Offers for DAP in India have subsequently been cut to about $920 CFR as asking prices retreated in July -- flat month-over-month but with previously expected price increases curtailed by sinking sulfur prices. Meanwhile, Brazil remains on the sidelines and the European market is between seasons, causing prices to drift down in these quiet markets. MAP prices in the former ended July at $950/mt CFR -- $50 to $100 down from June prices due to sluggish demand.
The U.S. Court of International Trade last month held a public hearing on an appeal against countervailing/antidumping duties which were introduced last year against Moroccan-origin phosphates. Further news is expected in the case later this year as the appeal is still ongoing in the courts.
Our outlook regarding global phosphates pricing is consequently weaker in the short term as prices drift lower in quiet markets.
Nutrien released its highly anticipated summer fill offers at the end of July, after what had been a mostly quiet month with softening values on barges and terminal prices.
Nutrien announced initial pricing for Q3 delivery at $765/t FOB Midwest terminals and $735 NOLA barge reference. Offers were valid until Aug. 3, after which the company said it would close order books and raise the price of new sales by $35/t for Q4 delivery. Nutrien told Fertecon analysts it had "a good initial response to the program with customers optimistic about a strong fall application season."
Mosaic's potash offers were posted with similar terms at $760/t river warehouse and $765 inland for Q3 shipments, with offers intended to remain open until Aug. 3 as well, although the company clarified that prices are subject to change at any time.
NOLA potash barges were assessed from $705 to $715/t FOB, down from $770 to $780 in June as slower demand took its toll on prices for much of July. Terminal and warehouse interest had been picking up at the end of the month, however, with the major North American suppliers opening summer fill programs.

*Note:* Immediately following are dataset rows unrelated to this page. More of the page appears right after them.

//! Grouping dataset rows into fixed-size blocks and rendering block prompts.

use std::fmt::Write as _;

use crate::dataset::Dataset;
use crate::labels::{label_for_index, LABELS};
use crate::model::{Block, Sample};

pub const DEFAULT_BLOCK_SIZE: usize = 4;

/// Lazily yields full blocks from a dataset, in order.
///
/// Block ids start at 1. A trailing partial block is dropped, never padded.
#[derive(Debug)]
pub struct BlockIter<'a> {
    dataset: &'a Dataset,
    block_size: usize,
    block_limit: usize,
    next_index: usize,
    emitted: usize,
}

impl<'a> BlockIter<'a> {
    pub fn new(dataset: &'a Dataset, block_size: usize, block_limit: usize) -> Self {
        Self {
            dataset,
            block_size,
            block_limit,
            next_index: 0,
            emitted: 0,
        }
    }
}

impl Iterator for BlockIter<'_> {
    type Item = Block;

    fn next(&mut self) -> Option<Block> {
        if self.block_size == 0 || self.emitted >= self.block_limit {
            return None;
        }

        let mut samples = Vec::with_capacity(self.block_size);
        while samples.len() < self.block_size {
            let dataset_index = self.next_index;
            let row = self.dataset.get(dataset_index)?;
            self.next_index += 1;

            // Dataset::new guarantees the label is in range.
            let gold = usize::try_from(row.label)
                .ok()
                .and_then(label_for_index)
                .unwrap_or_default();

            samples.push(Sample {
                dataset_index,
                sentence: row.text.clone(),
                gold_emotion: gold.to_string(),
                local_id: samples.len() + 1,
            });
        }

        self.emitted += 1;
        Some(Block {
            id: self.emitted,
            samples,
        })
    }
}

/// Render the classification prompt for one block.
pub fn render_prompt(block: &Block) -> String {
    let mut prompt = String::from(
        "You are an emotion classifier. Classify each sentence independently and respond with JSON only.\n",
    );
    let _ = writeln!(prompt, "Allowed labels: {}.", LABELS.join(", "));
    prompt.push_str("Required JSON schema:\n");
    prompt.push_str("{\n");
    prompt.push_str("  \"block\": <block_id>,\n");
    prompt.push_str("  \"results\": [\n");
    let _ = writeln!(
        prompt,
        "    {{\"local_id\": <1-{}>, \"dataset_index\": <int>, \"sentence\": \"<original text>\", \"predicted_emotion\": \"<label>\"}}",
        block.len()
    );
    prompt.push_str("  ]\n");
    prompt.push_str("}\n");
    prompt.push_str("Do not omit any sentences and keep the sentence text verbatim.\n");
    let _ = write!(prompt, "Block #{} sentences:", block.id);

    for sample in &block.samples {
        let _ = write!(
            prompt,
            "\n{}. dataset_index={} :: {}",
            sample.local_id, sample.dataset_index, sample.sentence
        );
    }
    prompt
}
//! Block loop: prompt, call, parse, score, summarize.

use std::sync::Arc;

use serde_json::Value;
use tracing::{debug, info};

use crate::blocks::render_prompt;
use crate::errors::{EvalError, EvalResult};
use crate::model::{Block, ExportedResult, ResultRecord, Summary};
use crate::parse::{extract_predictions, parse_block_response};
use crate::providers::llm::LlmClient;

/// `100 * correct / total` rounded half-to-even to two decimals; 0.0 for an
/// empty run.
pub fn accuracy_percent(correct: usize, total: usize) -> f64 {
    if total == 0 {
        return 0.0;
    }
    let pct = 100.0 * correct as f64 / total as f64;
    (pct * 100.0).round_ties_even() / 100.0
}

/// Accuracy recomputed from exported results.
pub fn accuracy_from_results(results: &[ExportedResult]) -> f64 {
    let matches = results.iter().filter(|r| r.is_match()).count();
    accuracy_percent(matches, results.len())
}

/// Accuracy recomputed from a summary document.
///
/// `results` must be a list. Entries that are not objects count towards the
/// total but never as matches.
pub fn accuracy_from_json(summary: &Value) -> EvalResult<f64> {
    let results = match summary.get("results") {
        None => return Ok(0.0),
        Some(Value::Array(results)) => results,
        Some(_) => {
            return Err(EvalError::Config {
                message: "expected 'results' to be a list in the provided JSON payload".to_string(),
            })
        }
    };

    let matches = results
        .iter()
        .filter(|entry| {
            entry.is_object() && entry.get("gold_emotion") == entry.get("predicted_emotion")
        })
        .count();
    Ok(accuracy_percent(matches, results.len()))
}

/// Runs blocks through a model one at a time and scores the replies.
pub struct Evaluator {
    client: Arc<dyn LlmClient>,
    block_size: usize,
}

impl Evaluator {
    pub fn new(client: Arc<dyn LlmClient>, block_size: usize) -> Self {
        Self { client, block_size }
    }

    /// Evaluate every block in order. The first block-level failure aborts
    /// the run and no summary is produced.
    ///
    /// Every block must hold exactly `block_size` samples.
    pub async fn evaluate<I>(&self, blocks: I) -> EvalResult<Summary>
    where
        I: IntoIterator<Item = Block>,
    {
        let mut processed = 0;
        let mut total = 0;
        let mut correct = 0;
        let mut records: Vec<ResultRecord> = Vec::new();

        for block in blocks {
            let block_records = self.evaluate_block(&block).await?;

            let block_correct = block_records.iter().filter(|r| r.is_match).count();
            correct += block_correct;
            total += block_records.len();
            processed += 1;
            records.extend(block_records);

            info!(
                block = block.id,
                block_correct,
                correct,
                total,
                "block evaluated"
            );
        }

        let mut summary = Summary {
            model: self.client.model_name().to_string(),
            block_size: self.block_size,
            blocks_processed: processed,
            total_sentences: total,
            accuracy: accuracy_percent(correct, total),
            correct,
            results: records.iter().map(ResultRecord::export).collect(),
        };

        // The reported figure is always derived from the exported rows.
        let recomputed = accuracy_from_results(&summary.results);
        if recomputed != summary.accuracy {
            tracing::warn!(
                tallied = summary.accuracy,
                recomputed,
                "accuracy drift between tally and exported results"
            );
        }
        summary.accuracy = recomputed;

        Ok(summary)
    }

    async fn evaluate_block(&self, block: &Block) -> EvalResult<Vec<ResultRecord>> {
        if block.len() != self.block_size {
            return Err(EvalError::Config {
                message: format!(
                    "block {} has {} samples, expected {}",
                    block.id,
                    block.len(),
                    self.block_size
                ),
            });
        }

        let prompt = render_prompt(block);
        debug!(block = block.id, samples = block.len(), "dispatching block");

        let response = self
            .client
            .complete(&prompt)
            .await
            .map_err(|source| EvalError::ModelCallFailed {
                block: block.id,
                source,
            })?;

        let parsed =
            parse_block_response(&response.text).map_err(|source| EvalError::MalformedResponse {
                block: block.id,
                source,
            })?;
        let predictions = extract_predictions(&parsed);

        Ok(block
            .samples
            .iter()
            .map(|sample| {
                let predicted = i64::try_from(sample.local_id)
                    .ok()
                    .and_then(|id| predictions.get(&id))
                    .cloned()
                    .unwrap_or_default();
                let is_match = predicted == sample.gold_emotion;
                ResultRecord {
                    block: block.id,
                    dataset_index: sample.dataset_index,
                    sentence: sample.sentence.clone(),
                    gold_emotion: sample.gold_emotion.clone(),
                    predicted_emotion: predicted,
                    is_match,
                }
            })
            .collect())
    }
}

River terminal prices were slower to adjust but still did see some decreases last month, down $40 to $50/t from June to $740 to $760 FOB.
We expect August will treat potash similarly to our prediction for phosphates -- some limited fill buying on an individual basis ahead of fall when demand is expected to pick back up for some post-harvest applications.
Editor's Note: This information was supplied courtesy of Fertecon, Agribusiness Intelligence, IHS Markit.